Top of EXTRACTED MATERIAL

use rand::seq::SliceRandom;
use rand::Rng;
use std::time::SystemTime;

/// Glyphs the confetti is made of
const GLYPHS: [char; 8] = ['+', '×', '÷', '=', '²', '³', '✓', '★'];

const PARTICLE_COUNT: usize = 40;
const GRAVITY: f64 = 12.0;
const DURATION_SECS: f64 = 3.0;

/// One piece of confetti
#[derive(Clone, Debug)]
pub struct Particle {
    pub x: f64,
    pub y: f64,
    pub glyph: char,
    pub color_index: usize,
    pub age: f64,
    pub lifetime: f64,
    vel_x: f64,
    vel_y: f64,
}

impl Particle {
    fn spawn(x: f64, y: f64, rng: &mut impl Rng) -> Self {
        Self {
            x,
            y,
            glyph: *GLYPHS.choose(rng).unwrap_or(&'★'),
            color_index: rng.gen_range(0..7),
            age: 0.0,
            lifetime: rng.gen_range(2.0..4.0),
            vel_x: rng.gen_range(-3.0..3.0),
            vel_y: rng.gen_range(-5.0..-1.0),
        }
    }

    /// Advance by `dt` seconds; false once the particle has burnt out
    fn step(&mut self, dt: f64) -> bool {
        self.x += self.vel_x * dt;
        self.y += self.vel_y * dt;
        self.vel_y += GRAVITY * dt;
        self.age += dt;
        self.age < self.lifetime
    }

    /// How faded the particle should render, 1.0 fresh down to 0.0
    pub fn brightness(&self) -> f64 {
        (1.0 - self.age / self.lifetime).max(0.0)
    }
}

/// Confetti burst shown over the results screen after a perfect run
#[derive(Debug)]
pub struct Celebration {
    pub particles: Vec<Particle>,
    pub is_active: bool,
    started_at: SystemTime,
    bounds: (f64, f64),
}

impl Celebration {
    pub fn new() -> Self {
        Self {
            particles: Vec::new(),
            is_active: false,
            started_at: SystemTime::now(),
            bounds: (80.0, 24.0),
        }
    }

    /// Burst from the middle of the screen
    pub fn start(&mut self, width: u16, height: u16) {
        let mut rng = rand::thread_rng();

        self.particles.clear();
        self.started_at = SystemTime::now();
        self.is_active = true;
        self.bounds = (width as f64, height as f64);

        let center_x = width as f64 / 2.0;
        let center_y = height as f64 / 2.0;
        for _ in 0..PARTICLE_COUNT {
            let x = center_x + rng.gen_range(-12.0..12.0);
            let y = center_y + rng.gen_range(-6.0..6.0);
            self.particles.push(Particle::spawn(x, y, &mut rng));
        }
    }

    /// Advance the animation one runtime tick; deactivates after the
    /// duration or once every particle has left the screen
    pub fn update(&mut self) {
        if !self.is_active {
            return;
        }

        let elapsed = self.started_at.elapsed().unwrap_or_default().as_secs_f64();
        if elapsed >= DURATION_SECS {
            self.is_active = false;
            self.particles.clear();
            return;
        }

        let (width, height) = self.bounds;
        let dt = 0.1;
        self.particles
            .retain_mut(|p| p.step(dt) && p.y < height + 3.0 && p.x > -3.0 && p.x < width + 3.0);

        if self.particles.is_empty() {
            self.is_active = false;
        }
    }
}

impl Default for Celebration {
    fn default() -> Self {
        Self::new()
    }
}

Bottom of EXTRACTED MATERIAL
Top of EXTRACTED MATERIAL

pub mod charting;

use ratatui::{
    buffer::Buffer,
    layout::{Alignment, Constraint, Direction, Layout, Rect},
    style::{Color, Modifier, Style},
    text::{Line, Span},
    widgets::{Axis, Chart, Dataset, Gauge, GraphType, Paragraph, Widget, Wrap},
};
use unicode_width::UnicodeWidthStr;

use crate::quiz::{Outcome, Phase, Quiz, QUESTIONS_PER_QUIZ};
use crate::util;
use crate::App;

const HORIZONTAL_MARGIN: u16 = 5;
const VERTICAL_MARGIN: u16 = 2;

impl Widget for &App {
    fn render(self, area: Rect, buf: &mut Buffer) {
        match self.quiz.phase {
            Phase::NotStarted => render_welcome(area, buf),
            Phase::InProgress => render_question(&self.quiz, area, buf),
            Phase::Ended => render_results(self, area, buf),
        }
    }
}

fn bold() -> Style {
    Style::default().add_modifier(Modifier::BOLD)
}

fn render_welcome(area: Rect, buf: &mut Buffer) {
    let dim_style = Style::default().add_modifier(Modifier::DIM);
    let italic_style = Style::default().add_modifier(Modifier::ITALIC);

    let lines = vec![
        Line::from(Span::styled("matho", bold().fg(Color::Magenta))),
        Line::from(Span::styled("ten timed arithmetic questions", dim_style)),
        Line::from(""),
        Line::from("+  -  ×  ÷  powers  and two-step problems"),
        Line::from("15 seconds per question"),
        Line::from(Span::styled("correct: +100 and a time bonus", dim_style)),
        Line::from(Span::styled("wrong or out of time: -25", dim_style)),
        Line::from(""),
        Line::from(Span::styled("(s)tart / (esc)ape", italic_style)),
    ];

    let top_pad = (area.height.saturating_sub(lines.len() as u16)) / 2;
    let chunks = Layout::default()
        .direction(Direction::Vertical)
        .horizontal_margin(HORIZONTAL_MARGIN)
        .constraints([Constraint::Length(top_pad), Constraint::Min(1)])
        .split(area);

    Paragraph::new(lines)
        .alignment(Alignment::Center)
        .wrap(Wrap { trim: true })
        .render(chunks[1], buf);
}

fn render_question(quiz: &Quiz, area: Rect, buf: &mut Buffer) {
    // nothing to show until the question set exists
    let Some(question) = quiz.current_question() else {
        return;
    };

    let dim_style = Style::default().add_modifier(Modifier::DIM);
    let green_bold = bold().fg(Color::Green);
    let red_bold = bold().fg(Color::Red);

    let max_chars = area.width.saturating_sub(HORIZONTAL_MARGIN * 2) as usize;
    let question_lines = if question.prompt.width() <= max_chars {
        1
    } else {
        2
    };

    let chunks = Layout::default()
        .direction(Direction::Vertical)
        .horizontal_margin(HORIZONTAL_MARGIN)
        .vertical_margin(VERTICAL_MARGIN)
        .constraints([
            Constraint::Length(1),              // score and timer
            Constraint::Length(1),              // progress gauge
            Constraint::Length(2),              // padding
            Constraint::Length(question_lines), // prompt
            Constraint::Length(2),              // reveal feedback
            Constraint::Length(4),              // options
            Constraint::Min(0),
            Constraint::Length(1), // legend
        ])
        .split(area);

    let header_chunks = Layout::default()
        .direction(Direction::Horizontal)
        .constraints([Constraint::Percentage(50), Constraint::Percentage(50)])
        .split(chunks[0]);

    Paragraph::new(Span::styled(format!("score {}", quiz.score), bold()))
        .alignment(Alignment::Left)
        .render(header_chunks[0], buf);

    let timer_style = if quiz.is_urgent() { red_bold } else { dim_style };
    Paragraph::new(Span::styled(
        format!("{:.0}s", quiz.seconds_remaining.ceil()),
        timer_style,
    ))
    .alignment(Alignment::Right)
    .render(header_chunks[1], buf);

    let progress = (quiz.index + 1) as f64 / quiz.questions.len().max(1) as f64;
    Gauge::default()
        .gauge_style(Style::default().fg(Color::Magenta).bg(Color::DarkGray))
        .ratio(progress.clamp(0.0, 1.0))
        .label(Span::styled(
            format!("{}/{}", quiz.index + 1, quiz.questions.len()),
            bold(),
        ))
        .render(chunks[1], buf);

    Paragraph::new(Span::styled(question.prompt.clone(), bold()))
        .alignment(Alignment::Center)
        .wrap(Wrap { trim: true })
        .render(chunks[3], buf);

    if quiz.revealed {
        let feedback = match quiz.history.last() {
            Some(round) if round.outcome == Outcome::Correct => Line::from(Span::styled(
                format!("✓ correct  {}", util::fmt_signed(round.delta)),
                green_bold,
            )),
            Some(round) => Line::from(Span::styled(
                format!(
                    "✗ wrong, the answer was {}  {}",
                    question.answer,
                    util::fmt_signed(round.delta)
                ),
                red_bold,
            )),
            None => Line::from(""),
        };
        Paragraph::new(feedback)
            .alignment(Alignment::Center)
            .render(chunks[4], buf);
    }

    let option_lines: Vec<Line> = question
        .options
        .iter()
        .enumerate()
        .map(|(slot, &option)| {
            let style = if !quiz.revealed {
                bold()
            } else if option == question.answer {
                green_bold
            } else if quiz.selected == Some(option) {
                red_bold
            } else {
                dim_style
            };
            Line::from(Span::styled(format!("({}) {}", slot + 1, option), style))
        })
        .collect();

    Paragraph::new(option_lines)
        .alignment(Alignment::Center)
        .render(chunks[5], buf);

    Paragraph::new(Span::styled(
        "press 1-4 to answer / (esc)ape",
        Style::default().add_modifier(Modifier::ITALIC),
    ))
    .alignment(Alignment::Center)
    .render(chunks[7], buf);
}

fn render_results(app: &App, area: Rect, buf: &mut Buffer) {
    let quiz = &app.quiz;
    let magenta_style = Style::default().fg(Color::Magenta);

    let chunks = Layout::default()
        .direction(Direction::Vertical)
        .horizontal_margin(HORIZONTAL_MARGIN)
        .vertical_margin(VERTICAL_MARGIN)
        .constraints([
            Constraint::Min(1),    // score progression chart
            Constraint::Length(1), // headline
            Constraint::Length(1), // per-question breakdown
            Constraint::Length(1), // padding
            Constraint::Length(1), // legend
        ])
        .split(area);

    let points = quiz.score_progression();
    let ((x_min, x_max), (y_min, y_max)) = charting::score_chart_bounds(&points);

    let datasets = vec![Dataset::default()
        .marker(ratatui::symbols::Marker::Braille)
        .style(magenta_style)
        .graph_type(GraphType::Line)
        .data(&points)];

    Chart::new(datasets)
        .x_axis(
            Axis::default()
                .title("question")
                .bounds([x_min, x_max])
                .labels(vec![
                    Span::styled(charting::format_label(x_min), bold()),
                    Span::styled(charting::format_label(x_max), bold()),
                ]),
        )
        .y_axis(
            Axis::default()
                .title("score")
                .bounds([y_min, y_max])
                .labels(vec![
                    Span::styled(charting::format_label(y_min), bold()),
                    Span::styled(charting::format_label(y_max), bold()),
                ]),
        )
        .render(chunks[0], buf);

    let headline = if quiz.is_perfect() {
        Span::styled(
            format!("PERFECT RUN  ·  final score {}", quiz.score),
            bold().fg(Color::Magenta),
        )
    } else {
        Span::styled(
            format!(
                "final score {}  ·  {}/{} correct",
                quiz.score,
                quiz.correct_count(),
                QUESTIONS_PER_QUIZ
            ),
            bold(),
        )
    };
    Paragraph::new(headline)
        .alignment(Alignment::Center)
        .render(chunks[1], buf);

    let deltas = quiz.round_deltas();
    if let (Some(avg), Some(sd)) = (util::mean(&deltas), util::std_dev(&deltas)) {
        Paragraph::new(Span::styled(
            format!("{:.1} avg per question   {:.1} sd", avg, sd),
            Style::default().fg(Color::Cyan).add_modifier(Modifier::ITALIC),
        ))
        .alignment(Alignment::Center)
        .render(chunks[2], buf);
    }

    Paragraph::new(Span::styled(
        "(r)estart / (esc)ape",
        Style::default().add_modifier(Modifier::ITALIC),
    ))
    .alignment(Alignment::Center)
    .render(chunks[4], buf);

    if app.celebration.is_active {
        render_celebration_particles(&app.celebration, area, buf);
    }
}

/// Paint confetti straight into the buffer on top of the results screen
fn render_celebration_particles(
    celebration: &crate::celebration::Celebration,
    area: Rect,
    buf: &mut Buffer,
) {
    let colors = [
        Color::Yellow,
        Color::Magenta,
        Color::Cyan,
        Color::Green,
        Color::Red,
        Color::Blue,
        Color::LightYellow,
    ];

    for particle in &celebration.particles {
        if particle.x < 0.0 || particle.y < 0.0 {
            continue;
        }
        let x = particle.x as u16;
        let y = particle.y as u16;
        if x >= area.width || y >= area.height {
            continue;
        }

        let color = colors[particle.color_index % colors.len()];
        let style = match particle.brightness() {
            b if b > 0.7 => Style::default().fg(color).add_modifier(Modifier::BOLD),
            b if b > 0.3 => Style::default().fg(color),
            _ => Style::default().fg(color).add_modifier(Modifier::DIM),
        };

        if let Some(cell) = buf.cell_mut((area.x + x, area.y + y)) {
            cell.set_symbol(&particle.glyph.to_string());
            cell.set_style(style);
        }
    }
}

Bottom of EXTRACTED MATERIAL

* _WHAT YOU WILL DO_
Once you have located every line with the word "spawn" in the material above, list those lines.

* _ANSWER FOR THE TASK_
    fn spawn(x: f64, y: f64, rng: &mut impl Rng) -> Self {
            self.particles.push(Particle::spawn(x, y, &mut rng));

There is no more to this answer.